■ **PROBLEM DETAILS**: Copy each line below that has "MemoryRepository".
------------------------------------------------
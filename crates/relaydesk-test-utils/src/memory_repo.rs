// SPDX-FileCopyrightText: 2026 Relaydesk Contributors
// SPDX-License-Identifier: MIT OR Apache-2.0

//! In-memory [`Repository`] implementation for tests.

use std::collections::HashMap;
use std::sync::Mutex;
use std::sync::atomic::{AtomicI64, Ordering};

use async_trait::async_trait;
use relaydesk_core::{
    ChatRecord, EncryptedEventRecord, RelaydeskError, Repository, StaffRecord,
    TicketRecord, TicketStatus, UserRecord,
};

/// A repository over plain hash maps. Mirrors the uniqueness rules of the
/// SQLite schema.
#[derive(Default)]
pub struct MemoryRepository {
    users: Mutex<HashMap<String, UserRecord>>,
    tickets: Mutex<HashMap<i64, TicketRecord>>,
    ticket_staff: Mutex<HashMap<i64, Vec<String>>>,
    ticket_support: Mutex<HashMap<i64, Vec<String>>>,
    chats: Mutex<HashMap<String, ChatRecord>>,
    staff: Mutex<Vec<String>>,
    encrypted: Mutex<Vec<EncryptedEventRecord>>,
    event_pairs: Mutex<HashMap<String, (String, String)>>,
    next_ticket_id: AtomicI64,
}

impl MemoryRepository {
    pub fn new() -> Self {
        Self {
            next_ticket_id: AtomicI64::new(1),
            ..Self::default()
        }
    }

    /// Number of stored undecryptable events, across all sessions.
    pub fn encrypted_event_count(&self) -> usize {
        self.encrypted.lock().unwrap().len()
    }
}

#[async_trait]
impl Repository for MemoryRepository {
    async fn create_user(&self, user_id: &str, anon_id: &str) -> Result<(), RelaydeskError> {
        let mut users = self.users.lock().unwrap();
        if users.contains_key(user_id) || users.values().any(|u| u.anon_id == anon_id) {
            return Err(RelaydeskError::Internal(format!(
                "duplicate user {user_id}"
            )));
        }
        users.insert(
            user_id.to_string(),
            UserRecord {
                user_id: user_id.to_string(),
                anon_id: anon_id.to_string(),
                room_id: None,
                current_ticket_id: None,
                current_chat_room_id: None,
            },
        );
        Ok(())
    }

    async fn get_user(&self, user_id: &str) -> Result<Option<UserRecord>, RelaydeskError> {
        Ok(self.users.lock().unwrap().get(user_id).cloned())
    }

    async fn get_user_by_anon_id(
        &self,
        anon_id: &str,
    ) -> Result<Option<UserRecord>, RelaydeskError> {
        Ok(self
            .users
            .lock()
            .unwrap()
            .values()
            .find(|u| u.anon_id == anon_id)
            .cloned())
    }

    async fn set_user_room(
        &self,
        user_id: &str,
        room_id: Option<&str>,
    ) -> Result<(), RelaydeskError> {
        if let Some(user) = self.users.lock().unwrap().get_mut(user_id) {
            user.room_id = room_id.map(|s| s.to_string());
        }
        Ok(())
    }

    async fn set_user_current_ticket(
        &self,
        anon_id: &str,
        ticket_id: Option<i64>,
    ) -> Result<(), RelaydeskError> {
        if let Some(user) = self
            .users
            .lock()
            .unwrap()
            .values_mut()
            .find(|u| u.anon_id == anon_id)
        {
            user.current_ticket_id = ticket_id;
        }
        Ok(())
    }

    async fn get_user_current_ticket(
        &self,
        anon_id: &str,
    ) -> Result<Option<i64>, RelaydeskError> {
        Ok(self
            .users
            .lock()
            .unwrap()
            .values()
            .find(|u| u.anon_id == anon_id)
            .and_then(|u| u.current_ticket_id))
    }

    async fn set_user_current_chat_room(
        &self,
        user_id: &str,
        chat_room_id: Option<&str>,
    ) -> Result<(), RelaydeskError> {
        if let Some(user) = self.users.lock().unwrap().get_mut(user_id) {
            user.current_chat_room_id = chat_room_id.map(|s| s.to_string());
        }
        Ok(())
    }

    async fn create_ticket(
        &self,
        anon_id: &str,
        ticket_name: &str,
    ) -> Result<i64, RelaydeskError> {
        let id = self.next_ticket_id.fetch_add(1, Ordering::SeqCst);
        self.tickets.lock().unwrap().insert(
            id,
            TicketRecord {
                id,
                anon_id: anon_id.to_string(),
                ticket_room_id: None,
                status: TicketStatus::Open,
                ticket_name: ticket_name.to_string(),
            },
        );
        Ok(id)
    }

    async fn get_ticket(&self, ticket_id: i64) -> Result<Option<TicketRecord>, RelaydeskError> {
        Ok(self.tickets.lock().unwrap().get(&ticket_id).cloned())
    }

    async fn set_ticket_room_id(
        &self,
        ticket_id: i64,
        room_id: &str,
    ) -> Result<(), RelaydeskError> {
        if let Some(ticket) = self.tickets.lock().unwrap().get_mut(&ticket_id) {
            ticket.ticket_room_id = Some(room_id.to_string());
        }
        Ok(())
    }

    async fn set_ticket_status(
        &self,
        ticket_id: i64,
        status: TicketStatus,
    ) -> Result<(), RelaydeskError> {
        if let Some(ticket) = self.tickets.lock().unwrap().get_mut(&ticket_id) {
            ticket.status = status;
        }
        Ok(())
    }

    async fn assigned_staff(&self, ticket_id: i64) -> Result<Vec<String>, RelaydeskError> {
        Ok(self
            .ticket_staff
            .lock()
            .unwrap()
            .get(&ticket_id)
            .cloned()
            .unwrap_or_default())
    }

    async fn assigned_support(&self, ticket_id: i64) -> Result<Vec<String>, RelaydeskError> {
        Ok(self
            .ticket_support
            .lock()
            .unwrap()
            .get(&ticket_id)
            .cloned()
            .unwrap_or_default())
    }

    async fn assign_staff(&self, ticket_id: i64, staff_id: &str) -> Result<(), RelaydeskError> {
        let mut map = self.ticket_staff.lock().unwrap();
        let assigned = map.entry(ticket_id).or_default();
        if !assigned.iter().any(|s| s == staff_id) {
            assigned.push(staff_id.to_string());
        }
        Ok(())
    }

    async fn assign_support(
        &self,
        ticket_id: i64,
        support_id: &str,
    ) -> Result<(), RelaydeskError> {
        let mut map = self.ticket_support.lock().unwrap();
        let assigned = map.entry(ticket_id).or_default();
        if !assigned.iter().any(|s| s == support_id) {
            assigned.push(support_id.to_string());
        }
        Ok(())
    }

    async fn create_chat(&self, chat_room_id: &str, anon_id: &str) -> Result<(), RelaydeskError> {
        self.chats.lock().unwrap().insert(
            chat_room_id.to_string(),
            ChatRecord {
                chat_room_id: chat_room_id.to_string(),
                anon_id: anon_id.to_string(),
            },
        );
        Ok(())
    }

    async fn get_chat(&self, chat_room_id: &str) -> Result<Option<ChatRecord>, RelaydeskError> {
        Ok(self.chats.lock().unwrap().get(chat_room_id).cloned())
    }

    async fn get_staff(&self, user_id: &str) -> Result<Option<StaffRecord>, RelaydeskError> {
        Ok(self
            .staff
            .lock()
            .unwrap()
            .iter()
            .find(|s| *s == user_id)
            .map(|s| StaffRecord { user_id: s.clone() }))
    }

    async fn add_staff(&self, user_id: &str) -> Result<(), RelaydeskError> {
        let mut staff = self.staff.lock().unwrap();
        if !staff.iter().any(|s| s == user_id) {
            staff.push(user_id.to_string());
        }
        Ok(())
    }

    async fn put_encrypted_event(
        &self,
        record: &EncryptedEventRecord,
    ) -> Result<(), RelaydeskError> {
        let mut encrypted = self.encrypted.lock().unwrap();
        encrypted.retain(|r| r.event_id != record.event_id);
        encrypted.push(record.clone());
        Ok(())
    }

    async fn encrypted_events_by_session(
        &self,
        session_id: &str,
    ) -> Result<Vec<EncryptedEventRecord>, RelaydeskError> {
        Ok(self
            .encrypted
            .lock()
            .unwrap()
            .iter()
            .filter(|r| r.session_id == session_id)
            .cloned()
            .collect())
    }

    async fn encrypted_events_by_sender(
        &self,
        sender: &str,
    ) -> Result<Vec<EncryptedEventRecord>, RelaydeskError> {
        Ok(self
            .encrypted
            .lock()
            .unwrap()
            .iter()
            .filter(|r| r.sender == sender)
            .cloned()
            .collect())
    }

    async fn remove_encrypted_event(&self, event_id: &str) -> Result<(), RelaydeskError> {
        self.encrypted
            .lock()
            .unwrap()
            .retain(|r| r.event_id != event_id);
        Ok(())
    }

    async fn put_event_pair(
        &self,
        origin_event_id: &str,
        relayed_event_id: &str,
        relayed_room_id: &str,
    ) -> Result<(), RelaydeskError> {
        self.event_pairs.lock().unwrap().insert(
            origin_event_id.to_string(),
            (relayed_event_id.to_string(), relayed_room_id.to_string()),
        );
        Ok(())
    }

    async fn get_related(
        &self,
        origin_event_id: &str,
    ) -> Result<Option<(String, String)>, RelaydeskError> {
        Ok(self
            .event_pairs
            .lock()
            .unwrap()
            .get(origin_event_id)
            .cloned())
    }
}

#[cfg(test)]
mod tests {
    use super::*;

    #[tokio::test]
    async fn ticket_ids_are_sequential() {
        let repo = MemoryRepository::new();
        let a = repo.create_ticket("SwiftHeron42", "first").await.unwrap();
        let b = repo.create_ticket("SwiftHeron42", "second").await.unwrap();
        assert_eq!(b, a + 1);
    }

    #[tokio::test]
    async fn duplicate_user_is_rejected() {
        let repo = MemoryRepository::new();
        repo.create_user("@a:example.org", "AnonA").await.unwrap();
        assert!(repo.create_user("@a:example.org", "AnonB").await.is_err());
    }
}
------------------------------------------------
■ **RESPONSE TO THIS TASK**:
pub struct MemoryRepository {
impl MemoryRepository {
impl Repository for MemoryRepository {
        let repo = MemoryRepository::new();
        let repo = MemoryRepository::new();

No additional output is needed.